André, do you want to take the first one?

André Muller

Yes. First one, more relating to the networking capital, yes, usually our SG&A of the first half the networking capital requirements are going up mainly impacted by the bonus payment in Q1 and this year also because of the reversal of the U.S. rebates accruals. So these are -- and you had some other factors, one is also relating to the deferred tax.

On the receivables, yes, we are at historical low level in terms of days of sales outstanding. The DSO is 69 days. I'm not sure we will be able to keep these low level in DSO but believe me if we manage to keep 70 to 80 days this would be great.

And Otto, how do you see the SG&A in view of the launch of OPSUMIT and Selexipag going forward?

Otto Schwarz

I think the launch of Selexipag still I guess a couple of months away.
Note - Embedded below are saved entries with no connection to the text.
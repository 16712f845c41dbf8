//! Read-only administrative CLI for the multi-tenant gateway core.
//!
//! A thin `clap` façade over [`gateway_core::tenant::TenantManager`] and
//! [`gateway_core::sync::ConfigSynchronizer`] — it performs no independent
//! business logic and never talks to the cloud backend except through
//! those two types, grounded on `pagectl`'s shape (a small admin binary
//! operating directly on the same on-disk/in-memory state a running
//! daemon would use, rather than proxying a separate management API).

mod output;

use std::sync::Arc;
use std::time::Duration;

use anyhow::{bail, Context, Result};
use clap::{Parser, Subcommand};
use gateway_core::alert::default_alert_sink;
use gateway_core::cloud::HttpCloudBackend;
use gateway_core::sync::{ConfigSynchronizer, ConfigSynchronizerConfig};
use gateway_core::tenant::{TenantManager, TenantManagerConfig};
use output::OutputFormat;
use serde_json::json;

#[derive(Parser)]
#[command(name = "gateway-cli", version, about = "Inspect and administer the multi-tenant gateway core", long_about = None)]
struct Cli {
    /// How to render command output.
    #[arg(long, global = true, value_enum, default_value = "table")]
    format: OutputFormat,

    #[command(subcommand)]
    command: Command,
}

#[derive(Subcommand)]
enum Command {
    /// Manager + synchronizer counters.
    Stats,
    /// Enumerate or inspect cached tenants.
    Users {
        #[command(subcommand)]
        action: UsersAction,
    },
    /// Trigger or inspect the configuration synchronizer.
    Sync {
        #[command(subcommand)]
        action: SyncAction,
    },
    /// Evict a cached tenant.
    Evict {
        user_id: String,
        /// Remove even if the tenant has requests in flight.
        #[arg(long)]
        force: bool,
    },
}

#[derive(Subcommand)]
enum UsersAction {
    /// List cached tenant ids with status and last activity.
    List,
    /// Show one tenant's cached projection.
    Show { user_id: String },
}

#[derive(Subcommand)]
enum SyncAction {
    /// Run one synchronization pass immediately and print the outcome.
    Now,
}

#[tokio::main]
async fn main() -> Result<()> {
    tracing_subscriber::fmt()
        .with_env_filter(
            tracing_subscriber::EnvFilter::try_from_env("GATEWAY_LOG")
                .unwrap_or_else(|_| tracing_subscriber::EnvFilter::new("info")),
        )
        .init();

    let cli = Cli::parse();

    let global = gateway_core::config::load().context("loading global configuration")?;
    let section = global
        .resolved_multi_tenant()
        .context("multi-tenant mode is not available")?;

    let cloud_backend_url = section
        .cloud_backend_url
        .clone()
        .expect("validated by resolved_multi_tenant");
    let service_token = section.service_token.clone().unwrap_or_default();
    let config_root = section
        .config_root
        .clone()
        .expect("validated by resolved_multi_tenant");
    let workspace_root = section.workspace_root.clone().unwrap_or_else(|| config_root.clone());

    let manager_config = TenantManagerConfig {
        config_root,
        workspace_root,
        template_path: section.template_path.clone(),
        llm_proxy_base_url: None,
        max_cached_users: section.max_cached_users.unwrap_or(100),
        user_idle_timeout: section.user_idle_timeout.unwrap_or(Duration::from_secs(3600)),
    };

    let base_url = url::Url::parse(&cloud_backend_url).context("parsing cloudBackendUrl")?;
    let cloud = Arc::new(HttpCloudBackend::new(base_url, service_token));
    let manager = TenantManager::new(manager_config, cloud.clone());
    let synchronizer = ConfigSynchronizer::new(
        manager.clone(),
        cloud,
        ConfigSynchronizerConfig {
            sync_interval: section.sync_interval.unwrap_or(Duration::from_secs(300)),
            ..ConfigSynchronizerConfig::default()
        },
        default_alert_sink(),
    );

    match cli.command {
        Command::Stats => print_stats(&cli.format, &manager, &synchronizer),
        Command::Users { action } => match action {
            UsersAction::List => print_users_list(&cli.format, &manager).await,
            UsersAction::Show { user_id } => print_user_show(&cli.format, &manager, &user_id).await?,
        },
        Command::Sync { action } => match action {
            SyncAction::Now => {
                let outcome = synchronizer.sync_now().await;
                println!("{}", output::render(cli.format, &outcome));
                if !outcome.success {
                    bail!(outcome.error.unwrap_or_else(|| "sync failed".to_string()));
                }
            }
        },
        Command::Evict { user_id, force } => {
            let removed = manager.force_evict(&user_id, force).await;
            println!(
                "{}",
                output::render(cli.format, &json!({ "user_id": user_id, "evicted": removed }))
            );
            if !removed {
                bail!("tenant not cached, or has pending requests (retry with --force)");
            }
        }
    }

    Ok(())
}

fn print_stats(format: &OutputFormat, manager: &TenantManager, synchronizer: &ConfigSynchronizer) {
    let stats = manager.stats();
    let view = json!({
        "cached_instances": stats.cached_instances,
        "cache_hits": stats.cache_hits,
        "cache_misses": stats.cache_misses,
        "sync_failures": stats.sync_failures,
        "last_sync_at_ms": stats.last_sync_at_ms,
        "synchronizer_consecutive_failures": synchronizer.consecutive_failures(),
    });
    println!("{}", output::render(*format, &view));
}

async fn print_users_list(format: &OutputFormat, manager: &TenantManager) {
    let mut rows = Vec::new();
    for user_id in manager.cached_user_ids().await {
        if let Ok(Some(instance)) = manager.get_instance(&user_id).await {
            rows.push(json!({
                "user_id": instance.user_id,
                "status": instance.status(),
                "pending_requests": instance.pending_requests(),
                "last_activity_at_ms": instance.last_activity_at_ms(),
            }));
        }
    }
    println!("{}", output::render(*format, &rows));
}

async fn print_user_show(format: &OutputFormat, manager: &TenantManager, user_id: &str) -> Result<()> {
    let Some(instance) = manager
        .get_instance(user_id)
        .await
        .context("reading tenant instance")?
    else {
        bail!("no such tenant: {user_id}");
    };
    let view = json!({
        "user_id": instance.user_id,
        "status": instance.status(),
        "config": instance.config.lock().clone(),
        "workspace_path": instance.workspace_path.as_str(),
        "config_path": instance.config_path.as_str(),
        "pending_requests": instance.pending_requests(),
        "last_activity_at_ms": instance.last_activity_at_ms(),
    });
    println!("{}", output::render(*format, &view));
    Ok(())
}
So I think it will have no impact on our spending this year, yes.

Fabian Wenner - Kepler Cheuvreux

With regards to Opsumit, do you think you're going to further ramp the SG&A line?

Otto Schwarz

We have a major market coming up next year which is we have now Italy that’s fine. I think France is coming and then the last major is Japan. We don’t infrastructure. We have everything in place to do that. So I think overall for Opsumit I think we should be in pretty good shape now.

Andrew Weiss

Operator, next question please.

Operator

The last question comes from Peter Welford from Jefferies. Please go ahead.

Peter Welford - Jefferies

Hi, thanks for taking my question. Just a point in clarification and then a question on Opsumit please. Just the clarification. The rebate number of CHF54 million, could you just tell us how much of that relates to Ventavis and then obviously the remainder the larger part is obviously Tracleer.

And then just in regards to Opsumit, there is no mention at all of the MERIT-1 trial and in CTEPH that was planned I think. And I wonder as well if you could also give us an update on the dual one digital trial, whether or not there was any update there at all following obviously the disappointing Q2 outcome? That will be great, thank you.

Otto Schwarz

So I think that was digital installation we obviously looking at the data, we have been very disappointed and I think it's going to be unlikely that we can really reverse the situation but we are still trying to do on this a little bit what had happened, I think one thing which we'll mentioned maybe is the low incidence of events today with present existing therapy. So -- or not therapy but care. So the second question --

Andrew Weiss

Yes, Peter, could you repeat the first question? We didn’t quite understand that.

Peter Welford - Jefferies

So the first part if the Opsumit as well also relates to MERIT-1, the CTEPH trial, whether there is an update on that? Then the other part just the rebate, the net CHF54 million, could you quantify of that CHF54 million, what number is perhaps relates to Ventavis? Thank you.

Otto Schwarz

Sorry, Peter, I do not have the break down product by product. I have it program by program, but I would say for Ventavis it’s a limited portion of these amounts, less than two digits for sure.

And for MERIT, I just have no specific comments. I think the trial has been designed and is initiated now.

Andrew Weiss

Okay, so I guess that answers all of the questions. So I'd like to end the conference call for today and thank all of the speakers and participants for the time invested here. I look forward to speaking to all of you again latest with the third quarter conference call on October 21. Thank you very much for your continued interest in Actelion and have a nice rest of your day. Conference call operator, please close down the lines.

Operator

Ladies and gentlemen, thank you for attendance. This has concluded. You may now disconnect.